J’ouvre le menu en français, cette fois. Baked Alaska s’appelle désormais Omelette Norvégienne. Stupéfaction. Je découvre les histoires sur ce dessert, je retiens ce qui m’arrange le plus, et je me régale.

Brasserie St Georges Lyon - omelette norvegienne et baked alaska

Brasserie St Georges Lyon – omelette norvegienne et baked alaska

En plus de la légende, déjà rocambolesque, je découvre de surcroit que plusieurs autres personnes, décident d’appeler ce dessert diffémment.

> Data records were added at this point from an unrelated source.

//! Test harness for driving a [`ProviderService`] without a host.
//!
//! ```ignore
//! use teraswitch_provider::testing::ProviderTester;
//! use teraswitch_provider::TeraswitchProvider;
//! use serde_json::json;
//!
//! let tester = ProviderTester::new(TeraswitchProvider::new());
//! tester
//!     .configure(json!({"api_key": "k", "project_id": 1, "endpoint": server_url}))
//!     .await?;
//! let state = tester.lifecycle_create("teraswitch_network", json!({...})).await?;
//! ```

use serde_json::Value;

use crate::error::ProviderError;
use crate::plan::PlanResult;
use crate::schema::Diagnostic;
use crate::service::{ImportedResource, ProviderService};

/// Wraps a provider with host-like conveniences.
pub struct ProviderTester<P: ProviderService> {
    provider: P,
}

impl<P: ProviderService> ProviderTester<P> {
    /// Wrap `provider`.
    pub fn new(provider: P) -> Self {
        Self { provider }
    }

    /// The wrapped provider.
    pub fn provider(&self) -> &P {
        &self.provider
    }

    /// Configure the provider, failing on any error diagnostic.
    pub async fn configure(&self, config: Value) -> Result<(), TestError> {
        let diagnostics = self.provider.configure(config).await?;
        check_diagnostics(diagnostics)
    }

    /// Validate a resource configuration, failing on any error diagnostic.
    pub async fn validate_resource_config(
        &self,
        resource_type: &str,
        config: Value,
    ) -> Result<(), TestError> {
        let diagnostics = self
            .provider
            .validate_resource_config(resource_type, config)
            .await?;
        check_diagnostics(diagnostics)
    }

    /// Plan a create.
    pub async fn plan_create(&self, resource_type: &str, config: Value) -> Result<PlanResult, ProviderError> {
        self.provider.plan(resource_type, None, config).await
    }

    /// Plan a change from `prior_state` to `config`.
    pub async fn plan_update(
        &self,
        resource_type: &str,
        prior_state: Value,
        config: Value,
    ) -> Result<PlanResult, ProviderError> {
        self.provider.plan(resource_type, Some(prior_state), config).await
    }

    /// Create from planned state.
    pub async fn create(&self, resource_type: &str, planned_state: Value) -> Result<Value, ProviderError> {
        self.provider.create(resource_type, planned_state).await
    }

    /// Refresh state.
    pub async fn read(&self, resource_type: &str, state: Value) -> Result<Value, ProviderError> {
        self.provider.read(resource_type, state).await
    }

    /// Apply an in-place update.
    pub async fn update(
        &self,
        resource_type: &str,
        prior_state: Value,
        planned_state: Value,
    ) -> Result<Value, ProviderError> {
        self.provider
            .update(resource_type, prior_state, planned_state)
            .await
    }

    /// Delete.
    pub async fn delete(&self, resource_type: &str, state: Value) -> Result<(), ProviderError> {
        self.provider.delete(resource_type, state).await
    }

    /// Import by id.
    pub async fn import_resource(
        &self,
        resource_type: &str,
        id: &str,
    ) -> Result<Vec<ImportedResource>, ProviderError> {
        self.provider.import_resource(resource_type, id).await
    }

    /// Read a data source.
    pub async fn read_data_source(
        &self,
        data_source_type: &str,
        config: Value,
    ) -> Result<Value, ProviderError> {
        self.provider.read_data_source(data_source_type, config).await
    }

    /// Plan, create, then read back.
    pub async fn lifecycle_create(&self, resource_type: &str, config: Value) -> Result<Value, ProviderError> {
        let plan = self.plan_create(resource_type, config).await?;
        let created = self.create(resource_type, plan.planned_state).await?;
        self.read(resource_type, created).await
    }

    /// Plan, update, then read back.
    pub async fn lifecycle_update(
        &self,
        resource_type: &str,
        prior_state: Value,
        config: Value,
    ) -> Result<Value, ProviderError> {
        let plan = self
            .plan_update(resource_type, prior_state.clone(), config)
            .await?;
        let updated = self
            .update(resource_type, prior_state, plan.planned_state)
            .await?;
        self.read(resource_type, updated).await
    }
}

/// Failure of a harness call that may produce diagnostics.
#[derive(Debug, thiserror::Error)]
pub enum TestError {
    /// Error diagnostics were returned.
    #[error("operation failed with diagnostics: {}", summaries(.0))]
    Diagnostics(Vec<Diagnostic>),
    /// The provider returned an error.
    #[error("provider error: {0}")]
    Provider(#[from] ProviderError),
}

fn summaries(diagnostics: &[Diagnostic]) -> String {
    diagnostics
        .iter()
        .map(|d| match (&d.attribute, &d.detail) {
            (Some(attr), Some(detail)) => format!("{} ({}): {}", d.summary, attr, detail),
            (Some(attr), None) => format!("{} ({})", d.summary, attr),
            (None, Some(detail)) => format!("{}: {}", d.summary, detail),
            (None, None) => d.summary.clone(),
        })
        .collect::<Vec<_>>()
        .join("; ")
}

fn check_diagnostics(diagnostics: Vec<Diagnostic>) -> Result<(), TestError> {
    let errors: Vec<_> = diagnostics.into_iter().filter(Diagnostic::is_error).collect();
    if errors.is_empty() {
        Ok(())
    } else {
        Err(TestError::Diagnostics(errors))
    }
}

/// Assert the plan replaces the resource because of `path`.
///
/// # Panics
///
/// Panics if the plan does not require replacement or `path` is not among
/// the replacing changes.
pub fn assert_plan_replaces(plan: &PlanResult, path: &str) {
    assert!(
        plan.requires_replace && plan.replace_paths().contains(&path),
        "expected '{}' to force replacement; replacing paths: {:?}",
        path,
        plan.replace_paths()
    );
}

/// Assert the plan can be applied in place and changes `path`.
///
/// # Panics
///
/// Panics if the plan requires replacement or leaves `path` unchanged.
pub fn assert_plan_updates_in_place(plan: &PlanResult, path: &str) {
    assert!(
        !plan.requires_replace,
        "expected an in-place update; replacing paths: {:?}",
        plan.replace_paths()
    );
    assert!(
        plan.changes.iter().any(|c| c.path == path),
        "expected '{}' to change; changed: {:?}",
        path,
        plan.changes.iter().map(|c| &c.path).collect::<Vec<_>>()
    );
}

/// Assert some error diagnostic names `attribute`.
///
/// # Panics
///
/// Panics if no error diagnostic is attached to `attribute`.
pub fn assert_error_at(diagnostics: &[Diagnostic], attribute: &str) {
    assert!(
        diagnostics
            .iter()
            .any(|d| d.is_error() && d.attribute.as_deref() == Some(attribute)),
        "expected an error at '{}'; got: {}",
        attribute,
        summaries(diagnostics)
    );
}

J’apprends l’existence de la traduction allemande, suédoise, chinoise, néerlandaise, et norvégienne ! Je ne peux plus m’arrêter, au point de saouler absolument tout le monde autour de moi avec cette histoire d’omelette norvégienne. J’attends toujours la réponse de Palli pour l’islandais, d’ailleurs.

1er Mars 2025, il est 18h et je m’ennuie comme jamais. Tous les réel ont été scrollés sur Insta, j’ai regardé 4 fois l’interaction Trump-Zelensky sur X, selon le point de vue européen, trumpiste, poutinien, pastafarien…  et je me décide. Ce soir, je vais créer LA carte.

Voilà donc le résultat de ces nombreuses heures de travail. Il y a énormément de pays pour lesquels je n’ai pas eu de réponse, mais je n’ai pas manqué de remarquer que l’office québécois de la langue française tient à l’appellation Omelette Norvégienne, me permettant ainsi de remplir de hachures une immense partie de la carte.

Les belges, de façon moins spectaculaire pour cause de superficie dépassant à peine les 30 000 km2, se divisent également entre la version française et flamande de l’appellation de ce dessert.

A ce propos, quelqu’un peut m’expliquer pourquoi les Pays-Bas, eux, ont choisi la dénomination Omelette Sibérienne ? Si on découvre qu’un neerlandais ou un flamand a situé l’Alaska en Sibérie, promis, je ne jugerai pas.

La Norvège, quant à elle, n’a pas boudé le petit plaisir qui se présentait gratuitement à elle, et a décidé de garder le dessert dans ses terres. Merci aux norvégiens ! Benjamin Thompson, l’américain britanno-bavarois mort à Paris qui a inventé la cafetière à filtre, serait fier de vous.